*BRIEF*
Where the string "PathBuf" appears in a line of the material below, copy that line.
╭─ RECORDS SHOWN
#[cfg(test)]
mod tests {
    use super::*;
    use crate::NodeType;

    #[test]
    fn parses_empty_element() {
        let doc = Document::parse("<a/>").unwrap();
        let root = doc.root_element().unwrap();
        assert_eq!(root.tag_name(), Some("a"));
        assert_eq!(root.children().count(), 0);
    }

    #[test]
    fn parses_attributes_and_nested_element() {
        let doc = Document::parse("<a x=\"1\" y='2'><b>hi</b></a>").unwrap();
        let root = doc.root_element().unwrap();
        assert_eq!(root.attribute("x"), Some("1"));
        assert_eq!(root.attribute("y"), Some("2"));
        let b = root.first_element_child().unwrap();
        assert_eq!(b.tag_name(), Some("b"));
        assert_eq!(b.first_child().unwrap().text(), Some("hi"));
    }

    #[test]
    fn declaration_switches_encoding_mode() {
        let doc = Document::parse("<?xml version=\"1.0\" encoding=\"UTF-8\"?><root/>").unwrap();
        let decl = doc.root().first_child().unwrap();
        assert_eq!(decl.node_type(), NodeType::Declaration);
        assert_eq!(decl.declaration().unwrap().1, Some("UTF-8"));
        assert!(doc.root_element().is_some());
    }

    #[test]
    fn entity_and_condensed_whitespace() {
        let doc = Document::parse("<t>a &amp; b &#x3C; c</t>").unwrap();
        let t = doc.root_element().unwrap().first_child().unwrap();
        assert_eq!(t.text(), Some("a & b < c"));
    }

    #[test]
    fn mismatched_end_tag_is_an_error() {
        let err = Document::parse("<a><b></a>").unwrap_err();
        assert_eq!(err.id(), ErrorId::ReadingEndTag);
    }

    #[test]
    fn cdata_is_stored_verbatim() {
        let doc = Document::parse("<x><![CDATA[<not-parsed/>]]></x>").unwrap();
        let t = doc.root_element().unwrap().first_child().unwrap();
        assert!(t.is_cdata());
        assert_eq!(t.text(), Some("<not-parsed/>"));
    }

    #[test]
    fn duplicate_attribute_last_wins() {
        let doc = Document::parse("<a x=\"1\" x=\"2\"/>").unwrap();
        let root = doc.root_element().unwrap();
        assert_eq!(root.attribute("x"), Some("2"));
        assert_eq!(root.attributes().count(), 1);
    }

    #[test]
    fn empty_input_is_document_empty_error() {
        let err = Document::parse("").unwrap_err();
        assert_eq!(err.id(), ErrorId::DocumentEmpty);
    }

    #[test]
    fn whitespace_only_input_is_document_empty_error() {
        let err = Document::parse("   \n\t  ").unwrap_err();
        assert_eq!(err.id(), ErrorId::DocumentEmpty);
    }

    #[test]
    fn declaration_only_input_is_document_empty_error() {
        let err = Document::parse("<?xml version=\"1.0\"?>").unwrap_err();
        assert_eq!(err.id(), ErrorId::DocumentEmpty);
    }

    #[test]
    fn unterminated_tag_is_an_error() {
        let err = Document::parse("<a x=\"1\"").unwrap_err();
        assert_eq!(err.id(), ErrorId::EmbeddedNull);
    }

    #[test]
    fn declaration_after_root_element_is_document_top_only() {
        let err = Document::parse("<a/><?xml version=\"1.0\"?>").unwrap_err();
        assert_eq!(err.id(), ErrorId::DocumentTopOnly);
    }

    #[test]
    fn second_root_element_is_rejected() {
        let err = Document::parse("<a/><b/>").unwrap_err();
        assert_eq!(err.id(), ErrorId::Generic);
    }

    #[test]
    fn stray_end_tag_at_document_level_is_an_error() {
        let err = Document::parse("</a>").unwrap_err();
        assert_eq!(err.id(), ErrorId::ReadingEndTag);
    }

    #[test]
    fn trailing_end_tag_after_root_element_is_an_error() {
        let err = Document::parse("<a/></a>").unwrap_err();
        assert_eq!(err.id(), ErrorId::ReadingEndTag);
    }
}
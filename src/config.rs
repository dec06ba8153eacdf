use crate::note::DateStyle;
use std::error::Error;
use std::path::PathBuf;

pub const DEFAULT_PAGE_SIZE: usize = 10;
pub const DIR_ENV: &str = "MEMO_DIR";
pub const PAGE_SIZE_ENV: &str = "MEMO_PAGE_SIZE";
pub const DATE_STYLE_ENV: &str = "MEMO_DATE_STYLE";
pub const LOG_ENV: &str = "MEMO_LOG";

#[derive(Debug, Clone)]
pub struct Config {
    pub dir: PathBuf,
    pub page_size: usize,
    pub date_style: DateStyle,
    pub use_color: bool,
}

impl Config {
    pub fn from_env() -> Result<Self, Box<dyn Error>> {
        Self::from_lookup(|key| std::env::var(key).ok())
    }

    /// Build the config from any variable source.
    pub fn from_lookup(
        lookup: impl Fn(&str) -> Option<String>,
    ) -> Result<Self, Box<dyn Error>> {
        let dir = match lookup(DIR_ENV) {
            Some(dir) if !dir.trim().is_empty() => PathBuf::from(dir),
            _ => {
                let home = lookup("HOME")
                    .ok_or("HOME not set; set MEMO_DIR explicitly")?;
                PathBuf::from(home).join(".quick_memo")
            }
        };

        let page_size = match lookup(PAGE_SIZE_ENV) {
            Some(raw) => match raw.trim().parse::<usize>() {
                Ok(n) if n > 0 => n,
                _ => {
                    return Err(format!(
                        "{PAGE_SIZE_ENV} must be a positive number, got {raw:?}"
                    )
                    .into());
                }
            },
            None => DEFAULT_PAGE_SIZE,
        };

        let date_style = match lookup(DATE_STYLE_ENV) {
            Some(raw) => DateStyle::parse(&raw).ok_or_else(|| {
                format!("{DATE_STYLE_ENV} must be full or day, got {raw:?}")
            })?,
            None => DateStyle::default(),
        };

        Ok(Self {
            dir,
            page_size,
            date_style,
            use_color: lookup("NO_COLOR").is_none(),
        })
    }
}
use crate::terminal_columns;
use std::error::Error;

mod content;

#[derive(Clone, Copy)]
pub(crate) struct HelpFlag<'a> {
    pub name: &'a str,
    pub desc: &'a str,
}

#[derive(Clone, Copy)]
pub(crate) struct HelpTopic<'a> {
    pub name: &'a str,
    pub summary: &'a str,
    pub usage: &'a str,
    pub details: &'a [&'a str],
    pub flags: &'a [HelpFlag<'a>],
    pub examples: &'a [&'a str],
}

#[derive(Clone, Copy)]
pub(crate) struct HelpBook<'a> {
    pub title: &'a str,
    pub usage: &'a str,
    pub topics: &'a [HelpTopic<'a>],
    pub environment: &'a [HelpFlag<'a>],
    pub footer: &'a [&'a str],
}

impl<'a> HelpBook<'a> {
    fn find(&self, name: &str) -> Option<&HelpTopic<'a>> {
        self.topics.iter().find(|t| t.name.eq_ignore_ascii_case(name))
    }
}

pub(crate) fn run(args: Vec<String>) -> Result<(), Box<dyn Error>> {
    let book = content::book();
    let width = terminal_columns().unwrap_or(96).clamp(64, 120);
    let printer = HelpPrinter { width };

    let lines = match args.first() {
        None => printer.render_overview(&book),
        Some(topic) => match book.find(topic) {
            Some(entry) => printer.render_topic(entry),
            None => {
                eprintln!("Unknown help topic: {topic}");
                printer.render_overview(&book)
            }
        },
    };
    for line in lines {
        println!("{line}");
    }
    Ok(())
}

struct HelpPrinter {
    width: usize,
}

impl HelpPrinter {
    fn render_overview(&self, book: &HelpBook<'_>) -> Vec<String> {
        let mut out = vec![
            book.title.to_string(),
            format!("usage: {}", book.usage),
            String::new(),
        ];
        let commands: Vec<(&str, &str)> =
            book.topics.iter().map(|t| (t.usage, t.summary)).collect();
        out.extend(self.render_block("Commands", &commands));

        let env: Vec<(&str, &str)> =
            book.environment.iter().map(|f| (f.name, f.desc)).collect();
        out.extend(self.render_block("Environment", &env));

        for line in book.footer {
            out.extend(wrap(line, self.width));
        }
        out
    }

    fn render_topic(&self, topic: &HelpTopic<'_>) -> Vec<String> {
        let mut out = vec![
            format!("{}: {}", topic.name, topic.summary),
            format!("usage: {}", topic.usage),
            String::new(),
        ];
        for line in topic.details {
            out.extend(wrap(line, self.width));
        }
        if !topic.details.is_empty() {
            out.push(String::new());
        }

        let flags: Vec<(&str, &str)> =
            topic.flags.iter().map(|f| (f.name, f.desc)).collect();
        out.extend(self.render_block("Options", &flags));

        if !topic.examples.is_empty() {
            out.push("Examples:".to_string());
            for ex in topic.examples {
                out.push(format!("  {ex}"));
            }
        }
        out
    }

    fn render_block(&self, title: &str, rows: &[(&str, &str)]) -> Vec<String> {
        if rows.is_empty() {
            return Vec::new();
        }
        let label_width =
            rows.iter().map(|r| r.0.len()).max().unwrap_or(0).min(34);
        let desc_width = self
            .width
            .saturating_sub(label_width + 4)
            .max(self.width / 3);

        let mut out = vec![format!("{title}:")];
        for (label, desc) in rows {
            let label_lines = wrap(label, label_width);
            let desc_lines = wrap(desc, desc_width);
            for idx in 0..label_lines.len().max(desc_lines.len()) {
                let l = label_lines.get(idx).map(String::as_str).unwrap_or("");
                let d = desc_lines.get(idx).map(String::as_str).unwrap_or("");
                out.push(
                    format!("  {l:label_width$}  {d}").trim_end().to_string(),
                );
            }
        }
        out.push(String::new());
        out
    }
}

fn wrap(text: &str, width: usize) -> Vec<String> {
    let mut out = Vec::new();
    let mut line = String::new();
    for word in text.split_whitespace() {
        if !line.is_empty() && line.len() + 1 + word.len() > width {
            out.push(std::mem::take(&mut line));
        }
        if !line.is_empty() {
            line.push(' ');
        }
        line.push_str(word);
    }
    if !line.is_empty() || out.is_empty() {
        out.push(line);
    }
    out
}
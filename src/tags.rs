use crate::normalize::normalize;
use crate::note::Note;

/// Split raw tag input into `#`-prefixed tokens. Input is normalized first
/// so `＃仕事` counts; tokens without the prefix are dropped and duplicates
/// are kept in the order typed.
pub fn parse_tags(raw: &str) -> Vec<String> {
    normalize(raw)
        .split_whitespace()
        .filter(|t| t.starts_with('#'))
        .map(str::to_string)
        .collect()
}

/// Parse several tag inputs (one per `-t` flag) into one list.
pub fn parse_tag_inputs(inputs: &[String]) -> Vec<String> {
    inputs.iter().flat_map(|raw| parse_tags(raw)).collect()
}

/// Check if a note carries every required tag
pub fn note_has_tags(note: &Note, tags: &[String]) -> bool {
    tags.iter().all(|t| note.tags.contains(t))
}

/// Hash a tag for deterministic color selection
pub fn hash_tag(tag: &str) -> u64 {
    let mut h: u64 = 5381;
    for b in tag.bytes() {
        h = (h.wrapping_shl(5)).wrapping_add(h) ^ u64::from(b);
    }
    h
}

pub fn color_for_tag(tag: &str) -> (u8, u8, u8) {
    const PALETTE: &[(u8, u8, u8)] = &[
        (137, 180, 250),
        (166, 227, 161),
        (249, 226, 175),
        (245, 194, 231),
        (255, 169, 167),
        (148, 226, 213),
        (198, 160, 246),
        (240, 198, 198),
        (181, 232, 224),
        (183, 189, 248),
        (255, 214, 165),
        (196, 181, 255),
    ];
    PALETTE[(hash_tag(tag) as usize) % PALETTE.len()]
}
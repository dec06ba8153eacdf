/// Fold full-width punctuation and digits typed on a Japanese keyboard into
/// their ASCII counterparts, then trim surrounding whitespace.
pub fn normalize(s: &str) -> String {
    s.chars().map(fold_char).collect::<String>().trim().to_string()
}

fn fold_char(c: char) -> char {
    match c {
        '＃' => '#',
        '－' | '–' | 'ー' => '-',
        '．' | '・' | '／' => '/',
        '０'..='９' => char::from_u32(c as u32 - 0xFEE0).unwrap_or(c),
        other => other,
    }
}

#[cfg(test)]
mod tests {
    use super::*;

    #[test]
    fn folds_full_width_digits_and_separators() {
        assert_eq!(normalize("２０２４／０３．１０"), "2024/03/10");
        assert_eq!(normalize("２０２４・０１・０１"), "2024/01/01");
    }

    #[test]
    fn folds_hash_and_dashes() {
        assert_eq!(normalize("＃仕事"), "#仕事");
        assert_eq!(
            normalize("2024/03/01－2024/03/31"),
            "2024/03/01-2024/03/31"
        );
        assert_eq!(normalize("a–b"), "a-b");
        assert_eq!(normalize("aーb"), "a-b");
    }

    #[test]
    fn trims_and_leaves_ascii_alone() {
        assert_eq!(normalize("  #work #home \n"), "#work #home");
        assert_eq!(normalize(""), "");
        assert_eq!(normalize("plain text 123"), "plain text 123");
    }
}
╰─
*ANSWER BOX*
use std::path::PathBuf;
    pub dir: PathBuf,
            Some(dir) if !dir.trim().is_empty() => PathBuf::from(dir),
                PathBuf::from(home).join(".quick_memo")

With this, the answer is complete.